- TASK: Your response should reproduce every line of the entries that contains the word "Instant".

= = =

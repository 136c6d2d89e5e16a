//! Bencher - The Timed-Repetition Facility
//!
//! Drives a fallible closure through a warmup phase and a measurement phase.
//! Uses batched sampling: iterations are grouped into samples, each sample
//! being the average of `iters_per_sample` iterations, so that cheap
//! candidates are not dominated by timer resolution.

use std::time::Instant;

/// Default number of samples to collect per candidate
pub const DEFAULT_SAMPLE_COUNT: usize = 50;

/// Minimum samples required for a meaningful margin of error
pub const MIN_SAMPLE_COUNT: usize = 5;

/// One measured sample: the mean duration of a batch of iterations.
#[derive(Debug, Clone, Copy, PartialEq, Eq)]
pub struct Sample {
    /// Average nanoseconds per iteration within this batch
    pub duration_nanos: u64,
    /// Number of iterations averaged into this sample
    pub iterations: u64,
}

/// Timing parameters for one case.
#[derive(Debug, Clone, PartialEq, Eq)]
pub struct TimingConfig {
    /// Warmup duration in nanoseconds
    pub warmup_time_ns: u64,
    /// Measurement duration in nanoseconds
    pub measurement_time_ns: u64,
    /// Minimum measured iterations (at least one is always measured)
    pub min_iterations: Option<u64>,
    /// Maximum measured iterations
    pub max_iterations: Option<u64>,
    /// Number of samples to aim for
    pub target_samples: usize,
}

impl TimingConfig {
    /// Fixed-count mode: no warmup, exactly `n` measured iterations.
    pub fn fixed(n: u64) -> Self {
        Self {
            warmup_time_ns: 0,
            measurement_time_ns: 0,
            min_iterations: Some(n),
            max_iterations: Some(n),
            target_samples: DEFAULT_SAMPLE_COUNT,
        }
    }
}

impl Default for TimingConfig {
    fn default() -> Self {
        Self {
            warmup_time_ns: 250_000_000,      // 250ms
            measurement_time_ns: 1_000_000_000, // 1s
            min_iterations: None,
            max_iterations: None,
            target_samples: DEFAULT_SAMPLE_COUNT,
        }
    }
}

/// Result of a completed timing loop
#[derive(Debug, Clone, Default)]
pub struct BenchmarkResult {
    /// Collected samples
    pub samples: Vec<Sample>,
    /// Measured iterations (warmup excluded)
    pub iterations: u64,
    /// Time spent in measured iterations
    pub total_time_ns: u64,
}

impl BenchmarkResult {
    /// Per-iteration sample durations as f64, for statistics.
    pub fn sample_nanos(&self) -> Vec<f64> {
        self.samples.iter().map(|s| s.duration_nanos as f64).collect()
    }

    /// Throughput over the whole measurement, without outlier handling.
    pub fn raw_ops_per_sec(&self) -> f64 {
        if self.total_time_ns == 0 {
            return 0.0;
        }
        self.iterations as f64 * 1e9 / self.total_time_ns as f64
    }
}

/// Iteration control for one case.
pub struct Bencher {
    current_sample_time_ns: u64,
    current_sample_iters: u64,
    samples: Vec<Sample>,

    target_samples: usize,
    iters_per_sample: u64,

    measured_iterations: u64,
    measured_time_ns: u64,
    total_iterations: u64,
    is_warmup: bool,
    warmup_times: Vec<u64>,
}

impl Bencher {
    /// Create a Bencher with the default sample target
    pub fn new() -> Self {
        Self::with_target_samples(DEFAULT_SAMPLE_COUNT)
    }

    /// Create a Bencher aiming for `target_samples` samples
    pub fn with_target_samples(target_samples: usize) -> Self {
        let target_samples = target_samples.max(MIN_SAMPLE_COUNT);
        Self {
            current_sample_time_ns: 0,
            current_sample_iters: 0,
            samples: Vec::with_capacity(target_samples),
            target_samples,
            iters_per_sample: 1,
            measured_iterations: 0,
            measured_time_ns: 0,
            total_iterations: 0,
            is_warmup: true,
            warmup_times: Vec::new(),
        }
    }

    /// Override iterations per sample (normally derived from warmup)
    pub fn set_iters_per_sample(&mut self, iters: u64) {
        self.iters_per_sample = iters.max(1);
    }

    /// Mean warmup iteration time, if any warmup ran
    pub fn estimated_iter_time_ns(&self) -> Option<u64> {
        if self.warmup_times.is_empty() {
            return None;
        }
        let sum: u64 = self.warmup_times.iter().sum();
        Some(sum / self.warmup_times.len() as u64)
    }

    /// Leave warmup and size the sample batches for `measurement_time_ns`.
    pub fn start_measurement(&mut self, measurement_time_ns: u64) {
        self.is_warmup = false;

        self.iters_per_sample = match self.estimated_iter_time_ns() {
            Some(iter_time) if iter_time > 0 => {
                let time_per_sample = measurement_time_ns / self.target_samples as u64;
                (time_per_sample / iter_time).max(1)
            }
            _ => 1,
        };

        self.warmup_times.clear();
        self.warmup_times.shrink_to_fit();
        self.current_sample_time_ns = 0;
        self.current_sample_iters = 0;
    }

    /// Time one call of `f`. An `Err` from `f` is returned unchanged and the
    /// iteration is not recorded.
    #[inline]
    pub fn iter<E, F>(&mut self, mut f: F) -> Result<(), E>
    where
        F: FnMut() -> Result<(), E>,
    {
        let start = Instant::now();
        let outcome = std::hint::black_box(f());
        let duration_nanos = start.elapsed().as_nanos() as u64;
        outcome?;
        self.accumulate(duration_nanos);
        Ok(())
    }

    fn accumulate(&mut self, duration_nanos: u64) {
        self.total_iterations += 1;

        if self.is_warmup {
            self.warmup_times.push(duration_nanos);
            return;
        }

        self.measured_iterations += 1;
        self.measured_time_ns += duration_nanos;
        self.current_sample_time_ns += duration_nanos;
        self.current_sample_iters += 1;

        if self.current_sample_iters >= self.iters_per_sample {
            self.flush_sample();
        }
    }

    fn flush_sample(&mut self) {
        if self.current_sample_iters == 0 {
            return;
        }

        // Past the target we keep counting iterations but stop storing
        // samples; the oldest samples are as good as the newest.
        if self.samples.len() < self.target_samples {
            self.samples.push(Sample {
                duration_nanos: self.current_sample_time_ns / self.current_sample_iters,
                iterations: self.current_sample_iters,
            });
        }

        self.current_sample_time_ns = 0;
        self.current_sample_iters = 0;
    }

    /// Whether the sample target has been reached
    pub fn has_enough_samples(&self) -> bool {
        self.samples.len() >= self.target_samples
    }

    /// Samples collected so far
    pub fn samples(&self) -> &[Sample] {
        &self.samples
    }

    /// Iterations run so far, warmup included
    pub fn iteration_count(&self) -> u64 {
        self.total_iterations
    }

    /// Finalize and return the measurement
    pub fn finish(mut self) -> BenchmarkResult {
        self.flush_sample();
        BenchmarkResult {
            samples: self.samples,
            iterations: self.measured_iterations,
            total_time_ns: self.measured_time_ns,
        }
    }
}

impl Default for Bencher {
    fn default() -> Self {
        Self::new()
    }
}

/// Run the full loop: warmup → measurement → finish.
///
/// Stops measuring when the maximum iteration count is reached, or when the
/// sample target or the measurement time has been met and the minimum
/// iteration count is satisfied. The first error from `runner_fn` aborts the
/// loop and is returned.
pub fn run_benchmark_loop<E, F>(
    mut bencher: Bencher,
    mut runner_fn: F,
    timing: &TimingConfig,
) -> Result<BenchmarkResult, E>
where
    F: FnMut(&mut Bencher) -> Result<(), E>,
{
    let warmup_start = Instant::now();
    while warmup_start.elapsed().as_nanos() < timing.warmup_time_ns as u128 {
        runner_fn(&mut bencher)?;
    }

    bencher.start_measurement(timing.measurement_time_ns);

    let measure_start = Instant::now();
    let measurement_start_iterations = bencher.iteration_count();
    let min_iterations = timing.min_iterations.unwrap_or(1).max(1);
    let max_iterations = timing
        .max_iterations
        .unwrap_or(u64::MAX)
        .max(min_iterations);

    loop {
        let measured = bencher
            .iteration_count()
            .saturating_sub(measurement_start_iterations);
        let min_met = measured >= min_iterations;
        let time_up =
            measure_start.elapsed().as_nanos() >= timing.measurement_time_ns as u128;

        if measured >= max_iterations {
            break;
        }
        if (bencher.has_enough_samples() || time_up) && min_met {
            break;
        }

        runner_fn(&mut bencher)?;
    }

    Ok(bencher.finish())
}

= = =

- FINISHED TASK:
use std::time::Instant;
        let start = Instant::now();
    let warmup_start = Instant::now();
    let measure_start = Instant::now();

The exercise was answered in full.